UFMG pede desculpas por uso de cadáveres do Hospital Colônia de Barbacena em suas atividades de ensino
09/04/2026
A Universidade Federal de Minas Gerais (UFMG) divulgou um documento de pedido público de desculpas à sociedade brasileira pela compra e uso de cadáveres vindos do Hospital Colônia de Barbacena entre as décadas de 1960 e 1980. A prática, utilizada para o ensino de anatomia, é reconhecida pela instituição como uma violação da memória e da dignidade humana. A declaração foi assinada no dia 18 de março, a então reitora Sandra Goulart Almeida
O episódio faz parte do chamado “Holocausto Brasileiro”, período em que mais de 60 mil pessoas morreram em manicômios de Minas Gerais devido a condições análogas a campos de concentração. De acordo com a universidade, o Hospital Colônia foi palco de uma das “mais cruéis violações de direitos humanos já praticadas no Brasil”.
Um levantamento da jornalista Daniela Arbex, citado no documento da UFMG, aponta que 1.853 corpos de pacientes foram comercializados para 17 instituições de ensino médico entre 1969 e 1981. A UFMG foi uma dessas instituições, destinando os cadáveres para a Faculdade de Medicina e para o Instituto de Ciências Biológicas (ICB).
“A Universidade reconhece que a compra de corpos e seu uso em atividades de ensino violaram a memória e a dignidade de pessoas que viveram e morreram em condições desumanas”, afirma o texto.

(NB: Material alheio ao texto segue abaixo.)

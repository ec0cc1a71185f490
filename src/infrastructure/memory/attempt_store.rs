//! In-Memory Attempt Store Implementation

use chrono::Utc;
use dashmap::DashMap;
use std::sync::Arc;

use crate::application::ports::{AttemptError, AttemptStorePort};
use crate::domain::login::{LoginAttempt, LoginStage};

/// 内存登录尝试存储
pub struct InMemoryAttemptStore {
    attempts: DashMap<String, LoginAttempt>,
}

impl InMemoryAttemptStore {
    pub fn new() -> Self {
        Self {
            attempts: DashMap::new(),
        }
    }

    pub fn arc(self) -> Arc<Self> {
        Arc::new(self)
    }
}

impl Default for InMemoryAttemptStore {
    fn default() -> Self {
        Self::new()
    }
}

impl AttemptStorePort for InMemoryAttemptStore {
    fn insert(&self, attempt: LoginAttempt) -> Result<String, AttemptError> {
        let attempt_id = attempt.id.clone();
        if self.attempts.contains_key(&attempt_id) {
            return Err(AttemptError::AlreadyExists(attempt_id));
        }
        self.attempts.insert(attempt_id.clone(), attempt);
        tracing::info!(attempt_id = %attempt_id, "Login attempt registered");
        Ok(attempt_id)
    }

    fn get(&self, id: &str) -> Result<LoginAttempt, AttemptError> {
        self.attempts
            .get(id)
            .map(|a| a.clone())
            .ok_or_else(|| AttemptError::NotFound(id.to_string()))
    }

    fn set_stage(&self, id: &str, stage: LoginStage) -> Result<(), AttemptError> {
        let mut attempt = self
            .attempts
            .get_mut(id)
            .ok_or_else(|| AttemptError::NotFound(id.to_string()))?;
        attempt.stage = stage;
        attempt.last_activity = Utc::now();
        tracing::debug!(attempt_id = %id, "Login attempt stage updated");
        Ok(())
    }

    fn touch(&self, id: &str) {
        if let Some(mut attempt) = self.attempts.get_mut(id) {
            attempt.last_activity = Utc::now();
        }
    }

    fn remove(&self, id: &str) -> Result<LoginAttempt, AttemptError> {
        self.attempts
            .remove(id)
            .map(|(_, attempt)| {
                tracing::info!(attempt_id = %id, "Login attempt removed");
                attempt
            })
            .ok_or_else(|| AttemptError::NotFound(id.to_string()))
    }

    fn expired(&self, idle_timeout_secs: u64) -> Vec<String> {
        let now = Utc::now();
        let timeout = chrono::Duration::seconds(idle_timeout_secs as i64);

        self.attempts
            .iter()
            .filter_map(|entry| {
                let elapsed = now - entry.last_activity;
                if elapsed > timeout {
                    Some(entry.key().clone())
                } else {
                    None
                }
            })
            .collect()
    }

    fn list_all(&self) -> Vec<String> {
        self.attempts.iter().map(|e| e.key().clone()).collect()
    }
}

#[cfg(test)]
mod tests {
    use super::*;
    use crate::domain::login::PhoneNumber;

    fn phone_attempt() -> LoginAttempt {
        LoginAttempt::new_phone(PhoneNumber::new("+380501234567").unwrap(), 60)
    }

    #[test]
    fn test_attempt_lifecycle() {
        let store = InMemoryAttemptStore::new();
        let attempt = phone_attempt();
        let attempt_id = attempt.id.clone();

        // Insert
        let result = store.insert(attempt);
        assert!(result.is_ok());

        // Get
        let attempt = store.get(&attempt_id);
        assert!(attempt.is_ok());

        // Stage update
        let mut attempt = attempt.unwrap();
        attempt.require_password(None).unwrap();
        store.set_stage(&attempt_id, attempt.stage).unwrap();
        assert!(store.get(&attempt_id).unwrap().is_awaiting_password());

        // Remove
        assert!(store.remove(&attempt_id).is_ok());
        assert!(store.get(&attempt_id).is_err());
    }

    #[test]
    fn test_duplicate_insert_rejected() {
        let store = InMemoryAttemptStore::new();
        let attempt = phone_attempt();
        let dup = attempt.clone();
        store.insert(attempt).unwrap();
        assert!(matches!(
            store.insert(dup),
            Err(AttemptError::AlreadyExists(_))
        ));
    }

    #[test]
    fn test_expired_selects_idle_attempts() {
        let store = InMemoryAttemptStore::new();
        let mut attempt = phone_attempt();
        attempt.last_activity = Utc::now() - chrono::Duration::seconds(120);
        let id = attempt.id.clone();
        store.insert(attempt).unwrap();

        assert_eq!(store.expired(60), vec![id.clone()]);
        assert!(store.expired(600).is_empty());

        store.touch(&id);
        assert!(store.expired(60).is_empty());
    }
}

O texto enfatiza que, em respeito ao direito à verdade, à justiça e à memória, a UFMG “pede desculpas à sociedade brasileira por essa prática que aviltou os corpos e a dignidade de pessoas falecidas no Hospital Colônia de Barbacena”.
Desde 1999, a UFMG conta com um programa de doação de corpos para estudo de anatomia, que funciona de forma voluntária e consentida e é uma prática legal e ética, alinhada a padrões internacionais.
Além do pedido público de desculpas, outras ações no âmbito de ensino e de memória serão promovidas, em consonância com as recomendações da Procuradoria Regional dos Direitos do Cidadão do Ministério Público Federal. Também participaram das tratativas grupos da luta antimanicomial.